Trois candidats pour une investiture

Les trois candidats déclarés du PS : Ségolène Royal, Dominique Strauss-Khan et Laurent Fabius. 

		(Photos : AFP)
Les trois candidats déclarés du PS : Ségolène Royal, Dominique Strauss-Khan et Laurent Fabius.
(Photos : AFP)
Le Parti socialiste entame la dernière ligne droite avant la désignation de son candidat pour la présidentielle, le 16 novembre prochain. Les trois postulants qui restent finalement en lice, Ségolène Royal, Laurent Fabius et Dominique Strauss-Kahn, ont donc engagé officiellement leur campagne auprès des militants socialistes auxquels revient le choix final. Ils ont rendu publiques leurs «professions de foi» et doivent participer à une série de débats, dont trois seront retransmis à la télévision. A chacun ses priorités et surtout sa personnalité.

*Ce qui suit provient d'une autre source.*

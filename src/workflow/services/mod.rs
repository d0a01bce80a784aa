//! Application services for workflow enforcement.

mod engine;

pub use engine::{
    TransitionOutcome, TransitionRequest, WorkflowEngine, WorkflowEngineError,
    WorkflowEngineResult,
};
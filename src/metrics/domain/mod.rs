//! Pure metric computations.
//!
//! [`timeline`] folds a single task's transition log; [`aggregate`] and
//! [`dora`] summarize many tasks or deployments over a [`Period`].

pub mod aggregate;
pub mod dora;
mod summary;
pub mod timeline;

pub use aggregate::{
    DurationStats, Period, PeriodError, TrendBucket, is_delivered, throughput, trends, velocity,
    wip,
};
pub use dora::{DeploymentEvent, DoraMetrics, dora_metrics};
pub use summary::{MetricsScope, MetricsSummary, TaskMetrics};
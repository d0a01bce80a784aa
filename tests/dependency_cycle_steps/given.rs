//! Given steps for dependency graph BDD scenarios.

use super::world::{DependencyWorld, run_async};
use eyre::WrapErr;
use gantry::graph::services::AddDependencyRequest;
use gantry::task::{
    domain::{ActorId, Minutes, TaskType},
    services::CreateTaskRequest,
};
use rstest_bdd_macros::given;

#[given(r#"a task "{title}" estimated at {hours:i64} hours"#)]
fn task_estimated(
    world: &mut DependencyWorld,
    title: String,
    hours: i64,
) -> Result<(), eyre::Report> {
    let reporter = ActorId::new("planner").wrap_err("build reporter")?;
    let request = CreateTaskRequest::new(TaskType::Task, title.as_str(), reporter)
        .with_time_estimate(Minutes::from_hours(hours));
    let task = run_async(world.tasks.create_task(request)).wrap_err("create scenario task")?;
    world.named.insert(title, task.id());
    Ok(())
}

#[given(r#""{task}" depends on "{depends_on}""#)]
fn existing_dependency(
    world: &mut DependencyWorld,
    task: String,
    depends_on: String,
) -> Result<(), eyre::Report> {
    let request = AddDependencyRequest::new(world.id_of(&task)?, world.id_of(&depends_on)?);
    run_async(world.graph.add_dependency(request)).wrap_err("add scenario dependency")?;
    Ok(())
}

Si les sondages placent Ségolène Royal en tête des intentions de vote, ses adversaires n’ont pas renoncé à lui rafler la mise sur le fil. Ils ne cessent d’ailleurs d’argumenter sur le fait qu’il ne faut pas se fier aux enquêtes d’opinion car sondage ne veut pas dire suffrage. D’autant que les enquêtes évaluent souvent les intentions des sympathisants et non des vrais militants socialistes inscrits au Parti. Mais surtout, Laurent Fabius et Dominique Strauss-Kahn, largement dépassés sur le terrain de l’image, essaient de replacer le débat sur les idées et les projets. Ils attendent d’ailleurs avec impatience de pouvoir confronter leurs arguments entre eux, mais surtout avec Ségolène Royal. A l’occasion des six débats prévus dans le cadre de la campagne interne : 17, 24 octobre et 7 novembre pour les débats télévisés, 19 (Clermont-Ferrand), 26 (Paris) octobre et 9 novembre (Toulouse) pour les débats devant les militants.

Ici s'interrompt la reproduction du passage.